- TASK GOAL -
Word for word, retype the records below.

* * * *

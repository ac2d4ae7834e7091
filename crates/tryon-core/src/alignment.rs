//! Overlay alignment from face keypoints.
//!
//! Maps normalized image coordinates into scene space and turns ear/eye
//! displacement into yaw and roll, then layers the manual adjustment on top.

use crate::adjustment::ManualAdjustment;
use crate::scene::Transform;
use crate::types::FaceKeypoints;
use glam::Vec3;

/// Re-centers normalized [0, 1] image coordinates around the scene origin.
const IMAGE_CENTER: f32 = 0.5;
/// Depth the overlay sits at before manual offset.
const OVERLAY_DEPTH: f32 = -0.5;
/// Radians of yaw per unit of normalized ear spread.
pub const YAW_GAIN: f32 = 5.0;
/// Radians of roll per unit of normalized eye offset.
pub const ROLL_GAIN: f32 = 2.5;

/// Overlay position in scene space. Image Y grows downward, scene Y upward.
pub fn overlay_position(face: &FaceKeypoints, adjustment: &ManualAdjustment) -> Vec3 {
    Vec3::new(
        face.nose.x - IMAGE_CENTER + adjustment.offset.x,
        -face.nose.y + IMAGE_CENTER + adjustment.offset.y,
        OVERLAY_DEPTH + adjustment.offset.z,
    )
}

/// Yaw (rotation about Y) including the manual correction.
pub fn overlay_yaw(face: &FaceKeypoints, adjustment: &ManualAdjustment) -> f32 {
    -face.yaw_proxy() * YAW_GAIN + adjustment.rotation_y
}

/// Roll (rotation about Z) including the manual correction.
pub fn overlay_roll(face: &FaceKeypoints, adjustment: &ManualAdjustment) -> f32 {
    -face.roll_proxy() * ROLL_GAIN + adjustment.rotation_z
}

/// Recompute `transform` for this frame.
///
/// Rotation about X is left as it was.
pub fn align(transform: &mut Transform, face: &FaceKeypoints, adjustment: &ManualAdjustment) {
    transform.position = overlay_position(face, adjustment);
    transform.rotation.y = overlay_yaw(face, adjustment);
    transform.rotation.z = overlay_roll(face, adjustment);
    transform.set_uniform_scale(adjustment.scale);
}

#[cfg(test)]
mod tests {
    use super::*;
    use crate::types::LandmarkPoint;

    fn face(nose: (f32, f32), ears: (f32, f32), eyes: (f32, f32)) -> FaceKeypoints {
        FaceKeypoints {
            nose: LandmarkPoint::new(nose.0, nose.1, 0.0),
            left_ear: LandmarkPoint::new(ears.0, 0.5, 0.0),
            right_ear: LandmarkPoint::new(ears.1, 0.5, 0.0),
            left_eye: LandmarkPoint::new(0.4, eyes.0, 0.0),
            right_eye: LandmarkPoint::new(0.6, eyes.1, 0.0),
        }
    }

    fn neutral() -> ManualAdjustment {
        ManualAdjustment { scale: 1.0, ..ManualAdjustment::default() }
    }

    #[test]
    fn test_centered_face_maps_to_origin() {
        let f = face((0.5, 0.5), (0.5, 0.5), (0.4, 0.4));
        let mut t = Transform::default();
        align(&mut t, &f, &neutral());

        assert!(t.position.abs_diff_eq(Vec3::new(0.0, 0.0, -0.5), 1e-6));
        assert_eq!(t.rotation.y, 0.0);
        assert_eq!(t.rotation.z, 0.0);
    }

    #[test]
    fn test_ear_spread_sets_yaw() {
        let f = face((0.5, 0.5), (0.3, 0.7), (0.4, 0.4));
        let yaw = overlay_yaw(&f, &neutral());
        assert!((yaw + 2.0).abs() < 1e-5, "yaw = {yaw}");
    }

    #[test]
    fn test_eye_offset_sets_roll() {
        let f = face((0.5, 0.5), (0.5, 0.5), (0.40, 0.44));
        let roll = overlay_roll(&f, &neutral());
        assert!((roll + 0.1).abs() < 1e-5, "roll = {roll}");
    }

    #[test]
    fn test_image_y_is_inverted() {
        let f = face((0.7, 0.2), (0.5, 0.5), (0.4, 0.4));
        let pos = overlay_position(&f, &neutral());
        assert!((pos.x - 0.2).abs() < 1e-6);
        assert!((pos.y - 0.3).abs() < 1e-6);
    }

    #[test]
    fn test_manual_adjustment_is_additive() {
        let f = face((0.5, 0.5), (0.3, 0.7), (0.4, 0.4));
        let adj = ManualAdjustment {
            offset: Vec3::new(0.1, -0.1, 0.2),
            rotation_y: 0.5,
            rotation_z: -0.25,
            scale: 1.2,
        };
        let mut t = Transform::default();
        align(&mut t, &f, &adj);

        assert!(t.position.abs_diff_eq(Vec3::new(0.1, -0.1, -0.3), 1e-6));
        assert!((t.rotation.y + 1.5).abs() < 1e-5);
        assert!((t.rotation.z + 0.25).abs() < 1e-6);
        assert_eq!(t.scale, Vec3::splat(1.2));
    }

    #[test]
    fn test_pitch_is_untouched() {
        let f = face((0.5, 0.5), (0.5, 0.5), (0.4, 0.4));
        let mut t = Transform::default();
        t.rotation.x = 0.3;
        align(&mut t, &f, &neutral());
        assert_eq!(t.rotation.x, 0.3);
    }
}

* * * *

- ANSWER AREA -
repository ac2d4ae7834e7091
filename crates/tryon-core/src/alignment.rs
//! Overlay alignment from face keypoints.
//!
//! Maps normalized image coordinates into scene space and turns ear/eye
//! displacement into yaw and roll, then layers the manual adjustment on top.

use crate::adjustment::ManualAdjustment;
use crate::scene::Transform;
use crate::types::FaceKeypoints;
use glam::Vec3;

/// Re-centers normalized [0, 1] image coordinates around the scene origin.
const IMAGE_CENTER: f32 = 0.5;
/// Depth the overlay sits at before manual offset.
const OVERLAY_DEPTH: f32 = -0.5;
/// Radians of yaw per unit of normalized ear spread.
pub const YAW_GAIN: f32 = 5.0;
/// Radians of roll per unit of normalized eye offset.
pub const ROLL_GAIN: f32 = 2.5;

/// Overlay position in scene space. Image Y grows downward, scene Y upward.
pub fn overlay_position(face: &FaceKeypoints, adjustment: &ManualAdjustment) -> Vec3 {
    Vec3::new(
        face.nose.x - IMAGE_CENTER + adjustment.offset.x,
        -face.nose.y + IMAGE_CENTER + adjustment.offset.y,
        OVERLAY_DEPTH + adjustment.offset.z,
    )
}

/// Yaw (rotation about Y) including the manual correction.
pub fn overlay_yaw(face: &FaceKeypoints, adjustment: &ManualAdjustment) -> f32 {
    -face.yaw_proxy() * YAW_GAIN + adjustment.rotation_y
}

/// Roll (rotation about Z) including the manual correction.
pub fn overlay_roll(face: &FaceKeypoints, adjustment: &ManualAdjustment) -> f32 {
    -face.roll_proxy() * ROLL_GAIN + adjustment.rotation_z
}

/// Recompute `transform` for this frame.
///
/// Rotation about X is left as it was.
pub fn align(transform: &mut Transform, face: &FaceKeypoints, adjustment: &ManualAdjustment) {
    transform.position = overlay_position(face, adjustment);
    transform.rotation.y = overlay_yaw(face, adjustment);
    transform.rotation.z = overlay_roll(face, adjustment);
    transform.set_uniform_scale(adjustment.scale);
}

#[cfg(test)]
mod tests {
    use super::*;
    use crate::types::LandmarkPoint;

    fn face(nose: (f32, f32), ears: (f32, f32), eyes: (f32, f32)) -> FaceKeypoints {
        FaceKeypoints {
            nose: LandmarkPoint::new(nose.0, nose.1, 0.0),
            left_ear: LandmarkPoint::new(ears.0, 0.5, 0.0),
            right_ear: LandmarkPoint::new(ears.1, 0.5, 0.0),
            left_eye: LandmarkPoint::new(0.4, eyes.0, 0.0),
            right_eye: LandmarkPoint::new(0.6, eyes.1, 0.0),
        }
    }

    fn neutral() -> ManualAdjustment {
        ManualAdjustment { scale: 1.0, ..ManualAdjustment::default() }
    }

    #[test]
    fn test_centered_face_maps_to_origin() {
        let f = face((0.5, 0.5), (0.5, 0.5), (0.4, 0.4));
        let mut t = Transform::default();
        align(&mut t, &f, &neutral());

        assert!(t.position.abs_diff_eq(Vec3::new(0.0, 0.0, -0.5), 1e-6));
        assert_eq!(t.rotation.y, 0.0);
        assert_eq!(t.rotation.z, 0.0);
    }

    #[test]
    fn test_ear_spread_sets_yaw() {
        let f = face((0.5, 0.5), (0.3, 0.7), (0.4, 0.4));
        let yaw = overlay_yaw(&f, &neutral());
        assert!((yaw + 2.0).abs() < 1e-5, "yaw = {yaw}");
    }

    #[test]
    fn test_eye_offset_sets_roll() {
        let f = face((0.5, 0.5), (0.5, 0.5), (0.40, 0.44));
        let roll = overlay_roll(&f, &neutral());
        assert!((roll + 0.1).abs() < 1e-5, "roll = {roll}");
    }

    #[test]
    fn test_image_y_is_inverted() {
        let f = face((0.7, 0.2), (0.5, 0.5), (0.4, 0.4));
        let pos = overlay_position(&f, &neutral());
        assert!((pos.x - 0.2).abs() < 1e-6);
        assert!((pos.y - 0.3).abs() < 1e-6);
    }

    #[test]
    fn test_manual_adjustment_is_additive() {
        let f = face((0.5, 0.5), (0.3, 0.7), (0.4, 0.4));
        let adj = ManualAdjustment {
            offset: Vec3::new(0.1, -0.1, 0.2),
            rotation_y: 0.5,
            rotation_z: -0.25,
            scale: 1.2,
        };
        let mut t = Transform::default();
        align(&mut t, &f, &adj);

        assert!(t.position.abs_diff_eq(Vec3::new(0.1, -0.1, -0.3), 1e-6));
        assert!((t.rotation.y + 1.5).abs() < 1e-5);
        assert!((t.rotation.z + 0.25).abs() < 1e-6);
        assert_eq!(t.scale, Vec3::splat(1.2));
    }

    #[test]
    fn test_pitch_is_untouched() {
        let f = face((0.5, 0.5), (0.5, 0.5), (0.4, 0.4));
        let mut t = Transform::default();
        t.rotation.x = 0.3;
        align(&mut t, &f, &neutral());
        assert_eq!(t.rotation.x, 0.3);
    }
}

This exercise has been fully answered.